$10,000 Cat.

$10,000 Cat.

After we had our cat, Whiskers, put to sleep, my wife and I had time to reflect upon our decisions. It was not pretty. We totaled up out costs and they amounted, on paper, to be $9,931.56 and we ended up with a dead cat.

  • Critical Care unit charges: $6,276.56. Housing the cat, x-rays, medications, evaluations, etc..
  • Surgery charges: $3,655.00

Also the time involved was significant. I had to feed, give medications and a shot every four hours a day.

Medications, syringes, preperation materials.

Whiskers would have accidents from time to time and I had to clean up those. We are still suffering from cat urine smell in our down stairs bathroom. I actually decided to skip the 2 am slot by working around the schedule of mediations and just did not give the cat any food for that slot of time. The feeding could take a half hour or more and at five feedings this amounted to using up two to three hours a day for a cat. The reason for this long feeding schedule is I had to mix the medications up. Pills had to be ground and blended with water and put into small syringes.

Using pill container to grind up pills to powder.

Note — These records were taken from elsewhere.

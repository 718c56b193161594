//! Layered settings: compiled defaults, then `~/.tars/settings.json`, then
//! `TARS_*` environment variables, then validation.
//!
//! The file only needs the keys it changes. Objects merge key by key, any
//! other JSON value replaces the default outright, and `null` leaves the
//! default alone.

use std::ops::RangeInclusive;
use std::path::{Path, PathBuf};
use std::str::FromStr;

use serde_json::Value;
use tracing::{debug, warn};

use crate::errors::{Result, SettingsError};
use crate::types::{DuplicateSessionPolicy, TarsSettings};

/// `~/.tars/settings.json`, or under `/tmp` when `HOME` is unset.
pub fn settings_path() -> PathBuf {
    let home = std::env::var_os("HOME").map_or_else(|| PathBuf::from("/tmp"), PathBuf::from);
    home.join(".tars").join("settings.json")
}

/// [`load_settings_from_path`] on [`settings_path`].
pub fn load_settings() -> Result<TarsSettings> {
    load_settings_from_path(&settings_path())
}

/// Build settings from every layer. A missing file is not an error.
pub fn load_settings_from_path(path: &Path) -> Result<TarsSettings> {
    let mut settings = read_layers(path)?;
    apply_env_overrides(&mut settings);
    validate(&settings)?;
    Ok(settings)
}

fn read_layers(path: &Path) -> Result<TarsSettings> {
    let malformed = |source| SettingsError::Malformed {
        path: path.to_path_buf(),
        source,
    };

    let text = match std::fs::read_to_string(path) {
        Ok(text) => text,
        Err(e) if e.kind() == std::io::ErrorKind::NotFound => {
            debug!(path = %path.display(), "no settings file, using defaults");
            return Ok(TarsSettings::default());
        }
        Err(source) => {
            return Err(SettingsError::Read {
                path: path.to_path_buf(),
                source,
            });
        }
    };
    debug!(path = %path.display(), "merging settings file");

    let overlay: Value = serde_json::from_str(&text).map_err(malformed)?;
    let base = serde_json::to_value(TarsSettings::default()).map_err(malformed)?;
    serde_json::from_value(deep_merge(base, overlay)).map_err(malformed)
}

/// Overlay `source` onto `target`, recursing into objects.
pub fn deep_merge(target: Value, source: Value) -> Value {
    match (target, source) {
        (Value::Object(mut base), Value::Object(overlay)) => {
            for (key, value) in overlay.into_iter().filter(|(_, v)| !v.is_null()) {
                let merged = match base.remove(&key) {
                    Some(existing) => deep_merge(existing, value),
                    None => value,
                };
                let _ = base.insert(key, merged);
            }
            Value::Object(base)
        }
        (_, source) => source,
    }
}

/// Reject settings the server cannot run with.
pub fn validate(settings: &TarsSettings) -> Result<()> {
    let server = &settings.server;
    if server.heartbeat_interval_secs == 0 {
        return Err(SettingsError::invalid("server.heartbeatIntervalSecs", "must be positive"));
    }
    if server.heartbeat_timeout_secs <= server.heartbeat_interval_secs {
        return Err(SettingsError::invalid(
            "server.heartbeatTimeoutSecs",
            format!(
                "{} must exceed heartbeatIntervalSecs ({})",
                server.heartbeat_timeout_secs, server.heartbeat_interval_secs
            ),
        ));
    }
    if server.outbound_buffer == 0 {
        return Err(SettingsError::invalid("server.outboundBuffer", "must be positive"));
    }
    if server.publish_interval_secs == 0 {
        return Err(SettingsError::invalid("server.publishIntervalSecs", "must be positive"));
    }
    if settings.host.docker_bin.trim().is_empty() {
        return Err(SettingsError::invalid("host.dockerBin", "is empty"));
    }
    if settings.host.apps_dir.trim().is_empty() {
        return Err(SettingsError::invalid("host.appsDir", "is empty"));
    }
    Ok(())
}

/// Fold `TARS_*` variables over `settings`.
///
/// A variable that does not parse, or falls outside its range, is logged and
/// skipped so the file or default value stands.
pub fn apply_env_overrides(settings: &mut TarsSettings) {
    let server = &mut settings.server;
    override_with(&mut server.host, env_text("TARS_HOST"));
    override_with(&mut server.port, env_in_range("TARS_PORT", 1..=u16::MAX));
    override_with(&mut server.max_connections, env_in_range("TARS_MAX_CONNECTIONS", 1..=10_000));
    override_with(&mut server.heartbeat_interval_secs, env_in_range("TARS_HEARTBEAT_INTERVAL", 1..=3600));
    override_with(&mut server.publish_interval_secs, env_in_range("TARS_PUBLISH_INTERVAL", 1..=3600));
    override_with(
        &mut server.duplicate_sessions,
        env_parsed("TARS_DUPLICATE_SESSIONS", DuplicateSessionPolicy::parse),
    );

    let host = &mut settings.host;
    override_with(&mut host.docker_bin, env_text("TARS_DOCKER_BIN"));
    override_with(&mut host.command_timeout_secs, env_in_range("TARS_COMMAND_TIMEOUT", 1..=600));
    override_with(&mut host.apps_dir, env_text("TARS_APPS_DIR"));

    let logging = &mut settings.logging;
    override_with(&mut logging.level, env_text("TARS_LOG_LEVEL"));
    override_with(&mut logging.json, env_parsed("TARS_LOG_JSON", parse_bool));
}

fn override_with<T>(slot: &mut T, value: Option<T>) {
    if let Some(value) = value {
        *slot = value;
    }
}

// ── Parsers ──

/// `true`/`1`/`yes`/`on` or `false`/`0`/`no`/`off`, any case.
pub fn parse_bool(val: &str) -> Option<bool> {
    match val.trim().to_ascii_lowercase().as_str() {
        "true" | "1" | "yes" | "on" => Some(true),
        "false" | "0" | "no" | "off" => Some(false),
        _ => None,
    }
}

/// Parse `val` as `T` and keep it only inside `range`.
pub fn parse_in_range<T>(val: &str, range: &RangeInclusive<T>) -> Option<T>
where
    T: FromStr + PartialOrd,
{
    val.trim().parse().ok().filter(|n| range.contains(n))
}

// ── Environment ──

fn env_text(name: &str) -> Option<String> {
    std::env::var(name).ok().filter(|v| !v.is_empty())
}

fn env_parsed<T>(name: &'static str, parse: impl FnOnce(&str) -> Option<T>) -> Option<T> {
    let raw = env_text(name)?;
    let parsed = parse(&raw);
    if parsed.is_none() {
        warn!(key = name, value = %raw, "unusable environment override, ignoring");
    }
    parsed
}

fn env_in_range<T>(name: &'static str, range: RangeInclusive<T>) -> Option<T>
where
    T: FromStr + PartialOrd,
{
    env_parsed(name, |raw| parse_in_range(raw, &range))
}
//! `/health` endpoint.

use std::time::Instant;

use serde::Serialize;

use crate::websocket::registry::SessionRegistry;

/// Body of `GET /health`.
#[derive(Debug, Clone, Serialize)]
pub struct HealthResponse {
    /// `"ok"`, or `"draining"` once shutdown has started.
    pub status: &'static str,
    /// Service name.
    pub service: &'static str,
    /// Seconds since the server started.
    pub uptime_secs: u64,
    /// Live WebSocket sessions.
    pub connections: usize,
    /// Topics with at least one subscriber, sorted.
    pub topics: Vec<String>,
}

/// Snapshot the registry for `GET /health`.
pub fn health_check(start_time: Instant, registry: &SessionRegistry, draining: bool) -> HealthResponse {
    let mut topics: Vec<String> = registry.active_topics().into_iter().collect();
    topics.sort_unstable();
    HealthResponse {
        status: if draining { "draining" } else { "ok" },
        service: "tars-backend",
        uptime_secs: start_time.elapsed().as_secs(),
        connections: registry.len(),
        topics,
    }
}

I had to blend the food with water in a blender so I could get the food into large syringes.

This shot shows one of the plates full of medications and food ready to give to Whiskers a number of times a day.

Previously blended food came from the refrigerator and thus had to be heated in the microwave. I had to move the cat into the feeding space. When I sat down beside the cat, I draped towels around me as the PEG tube some times would explode (it had two ports). I had to pull out stomach contents from the cat to see how much he had left in the stomach using the PEG tube. Pushing the food into the PEG tube could take 10 minutes or more. A few times I had to take a shower and clean a room up after the PEG tube exploded. Not calculated in the total cost was the significant drive time to and from the Critical Care unit, a half hour drive one way. Another cost was the special food diet. It took me half a day to find the correct food because our prescription was wrong and the food listed did not exist. Finally, I guess our first mistake was allowing a teenager to decide on the fate of the cat. If my daughter had paid half or more of the cost, I think the decision would have been different.

Added charges of gas costs running too and from the Critical Care facility and buying special prescription cat food probably made this the ten thousand dollar cat.

We paid for an autopsy on Whiskers in an effort to help progress the understanding of this type of problem. The report came back stating that the surgeon had left a small sponge inside the cat. When the surgeon found out about this, he gave me a call to tell me his mistake and apologize. We both decided that this had NO effect upon Whiskers.

Recommendation: The surgery group told us that their track record was 80 percent success. The Internet gave the odds well below 50. There are a LOT of cats needing a home and throwing almost ten thousand dollars to save a cat now seems a bit ridiculous. It is somewhat cruel to say this but although Whiskers was part of the family, we should have let go.